Prices were discussed. A video chat was arranged with an interested buyer. The man, Alonzo Knowles, 23, sent a few pages from the drama script and the script for an unreleased comedy film, but he promised a cache of even rarer entertainment industry loot, according to a federal criminal complaint.
Among the items he offered to sell were scripts for three comedy films, a hip-hop biopic and another television show; Social Security numbers for actors and professional athletes; and, according to the complaint, sex tapes of celebrities, including one Mr. Knowles later passed along that had been emailed from a television host and columnist to another radio host.
“This is just a sample of things I can get,” Mr. Knowles wrote when he sent a sex tape to the potential buyer, who was in fact an undercover investigator. “I have more stuff along these lines and can get more if you’re interested.”
On Tuesday, federal prosecutors charged Mr. Knowles with felony criminal copyright infringement and identity theft in a scheme that they say pried open the email accounts of a host of celebrities. In the process, the complaint charges, he gained access to a trove of highly guarded entertainment industry secrets sure to rattle the 130 celebrities whose email addresses and phone numbers he had, and many others.
The United States attorney for the Southern District of New York, Preet Bharara, said in a statement: “This case has all of the elements of the kind of blockbuster script the defendant, Alonzo Knowles, is alleged to have stolen: hacks into celebrities’ private emails, identity theft, and attempts to sell victims’ information to the highest bidder. Unfortunately, these circumstances are all too real.”

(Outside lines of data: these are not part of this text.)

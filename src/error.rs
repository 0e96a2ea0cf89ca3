//! Error types for the voice session engine

use serde::{Deserialize, Serialize};
use thiserror::Error;

/// Result type alias for voice session operations
pub type VoiceResult<T> = Result<T, VoiceError>;

/// Errors raised while establishing, running or tearing down a voice session
#[derive(Error, Debug)]
pub enum VoiceError {
    #[error("Token issuer error: {0}")]
    Token(String),

    #[error("Microphone permission denied: {0}")]
    MediaPermission(String),

    #[error("Audio device error: {0}")]
    AudioDevice(String),

    #[error("Negotiation failed: {0}")]
    Negotiation(String),

    #[error("Remote peer rejected negotiation (HTTP {status}): {body}")]
    RemoteRejection { status: u16, body: String },

    #[error("Transport lost: {0}")]
    TransportLost(String),

    #[error("Protocol error: {0}")]
    Protocol(String),

    #[error("Daily voice budget exhausted")]
    BudgetExhausted,

    #[error("Usage persistence failed: {0}")]
    Persistence(String),

    #[error("Invalid session state: {0}")]
    InvalidState(String),

    #[error("No active voice session")]
    NotActive,

    #[error("Connection attempt cancelled")]
    Cancelled,

    #[error("Configuration error: {0}")]
    Config(String),
}

/// Coarse classification of [`VoiceError`], safe to serialize to callers
#[derive(Debug, Clone, Copy, PartialEq, Eq, Hash, Serialize, Deserialize)]
#[serde(rename_all = "snake_case")]
pub enum ErrorKind {
    Token,
    MediaPermission,
    AudioDevice,
    Negotiation,
    RemoteRejection,
    TransportLost,
    Protocol,
    BudgetExhausted,
    Persistence,
    InvalidState,
    NotActive,
    Cancelled,
    Config,
}

impl VoiceError {
    pub fn kind(&self) -> ErrorKind {
        match self {
            VoiceError::Token(_) => ErrorKind::Token,
            VoiceError::MediaPermission(_) => ErrorKind::MediaPermission,
            VoiceError::AudioDevice(_) => ErrorKind::AudioDevice,
            VoiceError::Negotiation(_) => ErrorKind::Negotiation,
            VoiceError::RemoteRejection { .. } => ErrorKind::RemoteRejection,
            VoiceError::TransportLost(_) => ErrorKind::TransportLost,
            VoiceError::Protocol(_) => ErrorKind::Protocol,
            VoiceError::BudgetExhausted => ErrorKind::BudgetExhausted,
            VoiceError::Persistence(_) => ErrorKind::Persistence,
            VoiceError::InvalidState(_) => ErrorKind::InvalidState,
            VoiceError::NotActive => ErrorKind::NotActive,
            VoiceError::Cancelled => ErrorKind::Cancelled,
            VoiceError::Config(_) => ErrorKind::Config,
        }
    }

    /// Whether this error ends a connection attempt (as opposed to a live session)
    pub fn is_connect_failure(&self) -> bool {
        matches!(
            self.kind(),
            ErrorKind::Token
                | ErrorKind::MediaPermission
                | ErrorKind::AudioDevice
                | ErrorKind::Negotiation
                | ErrorKind::RemoteRejection
                | ErrorKind::Cancelled
        )
    }
}

impl From<hound::Error> for VoiceError {
    fn from(err: hound::Error) -> Self {
        VoiceError::AudioDevice(err.to_string())
    }
}

#[cfg(test)]
mod tests {
    use super::*;

    #[test]
    fn test_kind_serializes_snake_case() {
        let json = serde_json::to_string(&ErrorKind::RemoteRejection).unwrap();
        assert_eq!(json, "\"remote_rejection\"");
    }

    #[test]
    fn test_connect_failures() {
        assert!(VoiceError::Token("down".into()).is_connect_failure());
        assert!(VoiceError::RemoteRejection {
            status: 400,
            body: String::new()
        }
        .is_connect_failure());
        assert!(!VoiceError::BudgetExhausted.is_connect_failure());
        assert!(!VoiceError::TransportLost("eof".into()).is_connect_failure());
    }
}
use chrono::{NaiveDate, Utc};
use std::collections::HashMap;
use tokio::sync::RwLock;
use tracing::info;

use crate::error::VoiceResult;

/// Per-user, per-day voice usage
#[async_trait::async_trait]
pub trait UsageLedger: Send + Sync {
    /// Seconds of voice time the user has left today
    async fn remaining_seconds_today(&self, user_id: &str) -> VoiceResult<i64>;

    /// Add consumed seconds to today's counter
    async fn record_usage(&self, user_id: &str, delta_seconds: u64) -> VoiceResult<()>;
}

/// Ledger kept in memory, keyed by (user, UTC calendar day)
pub struct InMemoryUsageLedger {
    daily_allowance_secs: u64,
    usage: RwLock<HashMap<(String, NaiveDate), u64>>,
}

impl InMemoryUsageLedger {
    pub fn new(daily_allowance_secs: u64) -> Self {
        Self {
            daily_allowance_secs,
            usage: RwLock::new(HashMap::new()),
        }
    }

    pub fn daily_allowance_secs(&self) -> u64 {
        self.daily_allowance_secs
    }

    pub async fn used_on(&self, user_id: &str, day: NaiveDate) -> u64 {
        let usage = self.usage.read().await;
        usage.get(&(user_id.to_string(), day)).copied().unwrap_or(0)
    }

    pub async fn used_today(&self, user_id: &str) -> u64 {
        self.used_on(user_id, Utc::now().date_naive()).await
    }
}

#[async_trait::async_trait]
impl UsageLedger for InMemoryUsageLedger {
    async fn remaining_seconds_today(&self, user_id: &str) -> VoiceResult<i64> {
        let used = self.used_today(user_id).await;
        Ok(self.daily_allowance_secs as i64 - used as i64)
    }

    async fn record_usage(&self, user_id: &str, delta_seconds: u64) -> VoiceResult<()> {
        let day = Utc::now().date_naive();
        let total = {
            let mut usage = self.usage.write().await;
            let entry = usage.entry((user_id.to_string(), day)).or_insert(0);
            *entry += delta_seconds;
            *entry
        };

        info!(
            "Recorded {}s of voice usage for {} on {} (total {}s)",
            delta_seconds, user_id, day, total
        );

        Ok(())
    }
}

The scheme was simple, but clever. The complaint describes the ease with which Mr. Knowles hacked into celebrities’ email accounts, accumulating unreleased scripts, sexually explicit images and videos, and personal identification information.

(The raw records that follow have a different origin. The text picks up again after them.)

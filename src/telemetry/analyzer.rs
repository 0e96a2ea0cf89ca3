use rustfft::{num_complex::Complex32, Fft, FftPlanner};
use serde::{Deserialize, Serialize};
use std::collections::VecDeque;
use std::f32::consts::PI;
use std::sync::Arc;

/// Frequency analyser configuration
///
/// Defaults mirror a browser `AnalyserNode`: 512-point FFT (256 bins),
/// decibel range [-100, -30] mapped onto 0..=255, smoothing 0.8.
#[derive(Debug, Clone, PartialEq, Serialize, Deserialize)]
pub struct AnalyzerConfig {
    /// FFT size; must be a power of two, bins = fft_size / 2
    pub fft_size: usize,
    pub min_decibels: f32,
    pub max_decibels: f32,
    /// Temporal smoothing between reads, 0.0 disables
    pub smoothing: f32,
}

impl Default for AnalyzerConfig {
    fn default() -> Self {
        Self {
            fft_size: 512,
            min_decibels: -100.0,
            max_decibels: -30.0,
            smoothing: 0.8,
        }
    }
}

/// Rolling FFT over the most recent `fft_size` samples
pub struct FrequencyAnalyzer {
    config: AnalyzerConfig,
    fft: Arc<dyn Fft<f32>>,
    window: Vec<f32>,
    samples: VecDeque<f32>,
    smoothed: Vec<f32>,
    scratch: Vec<Complex32>,
}

impl FrequencyAnalyzer {
    pub fn new(config: AnalyzerConfig) -> Self {
        let fft_size = config.fft_size.max(2).next_power_of_two();
        let fft = FftPlanner::<f32>::new().plan_fft_forward(fft_size);

        // Blackman window (alpha = 0.16)
        let window = (0..fft_size)
            .map(|i| {
                let x = i as f32 / fft_size as f32;
                0.42 - 0.5 * (2.0 * PI * x).cos() + 0.08 * (4.0 * PI * x).cos()
            })
            .collect();

        Self {
            config: AnalyzerConfig {
                fft_size,
                ..config
            },
            fft,
            window,
            samples: VecDeque::from(vec![0.0; fft_size]),
            smoothed: vec![0.0; fft_size / 2],
            scratch: vec![Complex32::new(0.0, 0.0); fft_size],
        }
    }

    pub fn bin_count(&self) -> usize {
        self.config.fft_size / 2
    }

    /// Feed PCM samples; only the latest `fft_size` are kept
    pub fn push_samples(&mut self, samples: &[i16]) {
        let fft_size = self.config.fft_size;
        let skip = samples.len().saturating_sub(fft_size);
        for &s in &samples[skip..] {
            if self.samples.len() == fft_size {
                self.samples.pop_front();
            }
            self.samples.push_back(s as f32 / 32768.0);
        }
    }

    /// Current spectrum as byte magnitudes per bin
    pub fn byte_frequency_data(&mut self) -> Vec<u8> {
        let n = self.config.fft_size;

        for (i, (slot, sample)) in self.scratch.iter_mut().zip(self.samples.iter()).enumerate() {
            *slot = Complex32::new(sample * self.window[i], 0.0);
        }
        self.fft.process(&mut self.scratch);

        let tau = self.config.smoothing.clamp(0.0, 1.0);
        let range = self.config.max_decibels - self.config.min_decibels;

        self.smoothed
            .iter_mut()
            .zip(self.scratch.iter())
            .map(|(smoothed, bin)| {
                let magnitude = bin.norm() / n as f32;
                *smoothed = tau * *smoothed + (1.0 - tau) * magnitude;

                if *smoothed <= 0.0 || range <= 0.0 {
                    return 0;
                }
                let db = 20.0 * smoothed.log10();
                let scaled = 255.0 / range * (db - self.config.min_decibels);
                scaled.floor().clamp(0.0, 255.0) as u8
            })
            .collect()
    }

    /// Forget buffered audio and smoothing state
    pub fn reset(&mut self) {
        self.samples.iter_mut().for_each(|s| *s = 0.0);
        self.smoothed.iter_mut().for_each(|s| *s = 0.0);
    }
}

Coming about a year after confidential information from Sony Pictures Entertainment was stolen and released online, the charges were sure to renew concerns about email security in the entertainment industry.
Mr. Knowles, who went by the name Jeff Moxey on email, acknowledged to an undercover investigator that it was difficult to hack someone directly when he is “going after a high-profile celebrity,” according to the complaint. So instead, he looked through photos for friends of the celebrity, and then hacked the friends’ accounts in order to find the celebrity’s personal information.

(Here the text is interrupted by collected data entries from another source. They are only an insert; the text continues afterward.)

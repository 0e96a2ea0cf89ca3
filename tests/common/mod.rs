// Fake collaborators shared by the integration tests
//
// Each fake counts what the engine does to it so tests can assert on
// acquisition, release, persistence and wire traffic.

#![allow(dead_code)]

use companion_voice::audio::{
    AudioFrame, CaptureConstraints, CaptureDevice, MediaDevices, PlaybackSink, RemoteStream,
};
use companion_voice::signaling::{
    EphemeralCredential, Negotiator, PeerTransport, SessionDescription, TokenIssuer,
    TransportEvent, TransportFactory, TransportSpec,
};
use companion_voice::{
    Collaborators, SessionConfig, SessionEvent, SessionManager, UsageLedger, VoiceError,
    VoiceResult,
};
use std::sync::atomic::{AtomicBool, AtomicUsize, Ordering};
use std::sync::{Arc, Mutex};
use std::time::Duration;
use tokio::sync::{broadcast, mpsc};

// ============================================================================
// Token issuer
// ============================================================================

#[derive(Default)]
pub struct FakeTokenIssuer {
    pub fail: AtomicBool,
    /// Hand out credentials that have already expired
    pub expired: AtomicBool,
    pub issued: AtomicUsize,
}

#[async_trait::async_trait]
impl TokenIssuer for FakeTokenIssuer {
    async fn request_ephemeral_credential(&self) -> VoiceResult<EphemeralCredential> {
        if self.fail.load(Ordering::SeqCst) {
            return Err(VoiceError::Token("issuer unavailable".to_string()));
        }
        self.issued.fetch_add(1, Ordering::SeqCst);
        let lifetime = if self.expired.load(Ordering::SeqCst) {
            chrono::Duration::seconds(-1)
        } else {
            chrono::Duration::seconds(60)
        };
        Ok(EphemeralCredential::new("ek_test", chrono::Utc::now() + lifetime))
    }
}

// ============================================================================
// Negotiator
// ============================================================================

#[derive(Default)]
pub struct FakeNegotiator {
    /// Reject offers with this HTTP status
    pub reject: Mutex<Option<u16>>,
    /// Never answer, as if the peer stalled
    pub hang: AtomicBool,
    pub exchanges: AtomicUsize,
}

#[async_trait::async_trait]
impl Negotiator for FakeNegotiator {
    async fn exchange(
        &self,
        offer: &SessionDescription,
        credential: EphemeralCredential,
    ) -> VoiceResult<SessionDescription> {
        self.exchanges.fetch_add(1, Ordering::SeqCst);
        let _bearer = credential.into_bearer();

        if self.hang.load(Ordering::SeqCst) {
            std::future::pending::<()>().await;
        }

        if let Some(status) = *self.reject.lock().unwrap() {
            return Err(VoiceError::RemoteRejection {
                status,
                body: "offer rejected".to_string(),
            });
        }
        Ok(SessionDescription::answer(format!("answer-to:{}", offer.sdp)))
    }
}

// ============================================================================
// Microphone
// ============================================================================

pub struct FakeMedia {
    pub deny: AtomicBool,
    pub acquisitions: AtomicUsize,
    /// Captures acquired and not yet stopped
    pub open: Arc<AtomicUsize>,
    pub frames: broadcast::Sender<AudioFrame>,
}

impl Default for FakeMedia {
    fn default() -> Self {
        let (frames, _) = broadcast::channel(64);
        Self {
            deny: AtomicBool::new(false),
            acquisitions: AtomicUsize::new(0),
            open: Arc::new(AtomicUsize::new(0)),
            frames,
        }
    }
}

impl FakeMedia {
    pub fn open_captures(&self) -> usize {
        self.open.load(Ordering::SeqCst)
    }

    pub fn acquisitions(&self) -> usize {
        self.acquisitions.load(Ordering::SeqCst)
    }
}

struct FakeCapture {
    frames: broadcast::Sender<AudioFrame>,
    open: Arc<AtomicUsize>,
    stopped: bool,
}

impl CaptureDevice for FakeCapture {
    fn subscribe(&self) -> broadcast::Receiver<AudioFrame> {
        self.frames.subscribe()
    }

    fn stop(&mut self) -> VoiceResult<()> {
        if !self.stopped {
            self.stopped = true;
            self.open.fetch_sub(1, Ordering::SeqCst);
        }
        Ok(())
    }

    fn is_capturing(&self) -> bool {
        !self.stopped
    }

    fn name(&self) -> &str {
        "fake-mic"
    }
}

#[async_trait::async_trait]
impl MediaDevices for FakeMedia {
    async fn acquire_microphone(
        &self,
        _constraints: &CaptureConstraints,
    ) -> VoiceResult<Box<dyn CaptureDevice>> {
        if self.deny.load(Ordering::SeqCst) {
            return Err(VoiceError::MediaPermission("user denied access".to_string()));
        }
        self.acquisitions.fetch_add(1, Ordering::SeqCst);
        self.open.fetch_add(1, Ordering::SeqCst);
        Ok(Box::new(FakeCapture {
            frames: self.frames.clone(),
            open: Arc::clone(&self.open),
            stopped: false,
        }))
    }
}

// ============================================================================
// Transport
// ============================================================================

pub struct FakeTransport {
    events_tx: mpsc::Sender<TransportEvent>,
    events_rx: Mutex<Option<mpsc::Receiver<TransportEvent>>>,
    remote_track: bool,
    pub sent: Mutex<Vec<String>>,
    pub audio_attached: AtomicBool,
    pub data_channel_closed: AtomicBool,
    pub closed: AtomicBool,
}

impl FakeTransport {
    fn new(remote_track: bool) -> Self {
        let (events_tx, events_rx) = mpsc::channel(64);
        Self {
            events_tx,
            events_rx: Mutex::new(Some(events_rx)),
            remote_track,
            sent: Mutex::new(Vec::new()),
            audio_attached: AtomicBool::new(false),
            data_channel_closed: AtomicBool::new(false),
            closed: AtomicBool::new(false),
        }
    }

    /// Deliver an event as if the remote side raised it
    pub async fn inject(&self, event: TransportEvent) {
        self.events_tx.send(event).await.unwrap();
    }

    /// Deliver a data-channel text frame
    pub async fn inject_frame(&self, frame: &str) {
        self.inject(TransportEvent::Message(frame.to_string())).await;
    }

    pub fn sent_frames(&self) -> Vec<serde_json::Value> {
        self.sent
            .lock()
            .unwrap()
            .iter()
            .map(|s| serde_json::from_str(s).unwrap())
            .collect()
    }

    pub fn is_closed(&self) -> bool {
        self.closed.load(Ordering::SeqCst)
    }
}

#[async_trait::async_trait]
impl PeerTransport for FakeTransport {
    async fn attach_local_audio(&self, _frames: broadcast::Receiver<AudioFrame>) -> VoiceResult<()> {
        self.audio_attached.store(true, Ordering::SeqCst);
        Ok(())
    }

    async fn create_offer(&self) -> VoiceResult<SessionDescription> {
        Ok(SessionDescription::offer("v=0 fake-offer"))
    }

    async fn apply_answer(&self, _answer: SessionDescription) -> VoiceResult<()> {
        if self.remote_track {
            let (frames, _) = broadcast::channel(8);
            let remote = RemoteStream::new("remote-audio", "opus", frames);
            self.events_tx
                .send(TransportEvent::RemoteTrack(remote))
                .await
                .map_err(|e| VoiceError::Negotiation(e.to_string()))?;
        }
        self.events_tx
            .send(TransportEvent::DataChannelOpen)
            .await
            .map_err(|e| VoiceError::Negotiation(e.to_string()))
    }

    fn take_events(&self) -> Option<mpsc::Receiver<TransportEvent>> {
        self.events_rx.lock().unwrap().take()
    }

    async fn send_text(&self, payload: String) -> VoiceResult<()> {
        if self.data_channel_closed.load(Ordering::SeqCst) {
            return Err(VoiceError::TransportLost("data channel closed".to_string()));
        }
        self.sent.lock().unwrap().push(payload);
        Ok(())
    }

    async fn close_data_channel(&self) -> VoiceResult<()> {
        self.data_channel_closed.store(true, Ordering::SeqCst);
        Ok(())
    }

    async fn close(&self) -> VoiceResult<()> {
        self.closed.store(true, Ordering::SeqCst);
        Ok(())
    }

    fn name(&self) -> &str {
        "fake-transport"
    }
}

pub struct FakeTransportFactory {
    pub remote_track: AtomicBool,
    pub created: Mutex<Vec<Arc<FakeTransport>>>,
}

impl Default for FakeTransportFactory {
    fn default() -> Self {
        Self {
            remote_track: AtomicBool::new(true),
            created: Mutex::new(Vec::new()),
        }
    }
}

impl FakeTransportFactory {
    pub fn last(&self) -> Arc<FakeTransport> {
        Arc::clone(self.created.lock().unwrap().last().expect("no transport created"))
    }

    pub fn count(&self) -> usize {
        self.created.lock().unwrap().len()
    }
}

#[async_trait::async_trait]
impl TransportFactory for FakeTransportFactory {
    async fn create(&self, _spec: &TransportSpec) -> VoiceResult<Arc<dyn PeerTransport>> {
        let transport = Arc::new(FakeTransport::new(self.remote_track.load(Ordering::SeqCst)));
        self.created.lock().unwrap().push(Arc::clone(&transport));
        Ok(transport)
    }
}

// ============================================================================
// Usage ledger
// ============================================================================

pub struct CountingLedger {
    pub remaining: Mutex<i64>,
    pub records: Mutex<Vec<(String, u64)>>,
    pub fail: AtomicBool,
}

impl CountingLedger {
    pub fn new(remaining: i64) -> Self {
        Self {
            remaining: Mutex::new(remaining),
            records: Mutex::new(Vec::new()),
            fail: AtomicBool::new(false),
        }
    }

    pub fn records(&self) -> Vec<(String, u64)> {
        self.records.lock().unwrap().clone()
    }
}

#[async_trait::async_trait]
impl UsageLedger for CountingLedger {
    async fn remaining_seconds_today(&self, _user_id: &str) -> VoiceResult<i64> {
        Ok(*self.remaining.lock().unwrap())
    }

    async fn record_usage(&self, user_id: &str, delta_seconds: u64) -> VoiceResult<()> {
        if self.fail.load(Ordering::SeqCst) {
            return Err(VoiceError::Persistence("ledger offline".to_string()));
        }
        self.records
            .lock()
            .unwrap()
            .push((user_id.to_string(), delta_seconds));
        *self.remaining.lock().unwrap() -= delta_seconds as i64;
        Ok(())
    }
}

// ============================================================================
// Playback
// ============================================================================

#[derive(Default)]
pub struct RecordingPlayback {
    pub attached: Mutex<Vec<String>>,
    pub detaches: AtomicUsize,
}

impl PlaybackSink for RecordingPlayback {
    fn attach(&self, stream: RemoteStream) {
        self.attached.lock().unwrap().push(stream.track_id);
    }

    fn detach(&self) {
        self.detaches.fetch_add(1, Ordering::SeqCst);
    }
}

// ============================================================================
// Harness
// ============================================================================

pub struct Harness {
    pub issuer: Arc<FakeTokenIssuer>,
    pub negotiator: Arc<FakeNegotiator>,
    pub media: Arc<FakeMedia>,
    pub transports: Arc<FakeTransportFactory>,
    pub ledger: Arc<CountingLedger>,
    pub playback: Arc<RecordingPlayback>,
}

impl Harness {
    pub fn new(remaining_budget: i64) -> Self {
        Self {
            issuer: Arc::new(FakeTokenIssuer::default()),
            negotiator: Arc::new(FakeNegotiator::default()),
            media: Arc::new(FakeMedia::default()),
            transports: Arc::new(FakeTransportFactory::default()),
            ledger: Arc::new(CountingLedger::new(remaining_budget)),
            playback: Arc::new(RecordingPlayback::default()),
        }
    }

    pub fn collaborators(&self) -> Collaborators {
        Collaborators {
            token_issuer: self.issuer.clone(),
            negotiator: self.negotiator.clone(),
            media: self.media.clone(),
            transports: self.transports.clone(),
            ledger: self.ledger.clone(),
            playback: Some(self.playback.clone()),
        }
    }

    pub fn manager(&self) -> SessionManager {
        SessionManager::new(SessionConfig::default(), self.collaborators())
    }
}

/// Receive events until one matches, failing after `limit`
pub async fn wait_for<F>(
    events: &mut broadcast::Receiver<SessionEvent>,
    limit: Duration,
    mut matches: F,
) -> SessionEvent
where
    F: FnMut(&SessionEvent) -> bool,
{
    tokio::time::timeout(limit, async {
        loop {
            match events.recv().await {
                Ok(event) if matches(&event) => return event,
                Ok(_) => continue,
                Err(broadcast::error::RecvError::Lagged(_)) => continue,
                Err(e) => panic!("event stream ended: {}", e),
            }
        }
    })
    .await
    .expect("timed out waiting for session event")
}

/// Drain everything currently queued
pub fn drain(events: &mut broadcast::Receiver<SessionEvent>) -> Vec<SessionEvent> {
    let mut out = Vec::new();
    loop {
        match events.try_recv() {
            Ok(event) => out.push(event),
            Err(broadcast::error::TryRecvError::Lagged(_)) => continue,
            Err(_) => return out,
        }
    }
}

Then he sent celebrities a fake text message that made it seem as though their account had been hacked, and some wrote back with their password, the complaint said. If he had “access to their computer,” he told the undercover investigator, he simply sent them a virus and infiltrated their computer.
He found a trove of “exclusive content” that he claimed was “really profitable” and worth “hundreds of thousands of dollars,” the complaint said. He first offered it to the radio host over email, suggesting that the host turn the scripts of the television drama into a book and make $2 million off the sales.
Mr. Knowles obtained 30 unreleased tracks off a future album of “a very popular A-list celebrity,” he told the undercover investigator.
He also gained access to sexually explicit images and a video from the email inbox of another radio host, which had been sent to that person from a television host and columnist, the complaint said.
None of the victims were named in the complaint.
The scheme began to unravel when the radio host, to whom Mr. Knowles reached out as a potential buyer, contacted the executive producer of the drama series whose scripts Mr. Knowles had stolen, according to the complaint. Representatives of the network then reached out to Department of Homeland Security investigators, who had the radio host arrange a call between Mr. Knowles and the undercover agent.
On Monday, the complaint says, Mr. Knowles tried to sell the agent 15 scripts for $80,000, and also provided the Social Security numbers of three professional athletes and a movie actress.
He appeared in Federal District Court in Manhattan on Tuesday afternoon and was ordered detained. His lawyer, Clay Kaminsky, declined to comment on the charges, each of which carries a maximum possible penalty of five years in prison.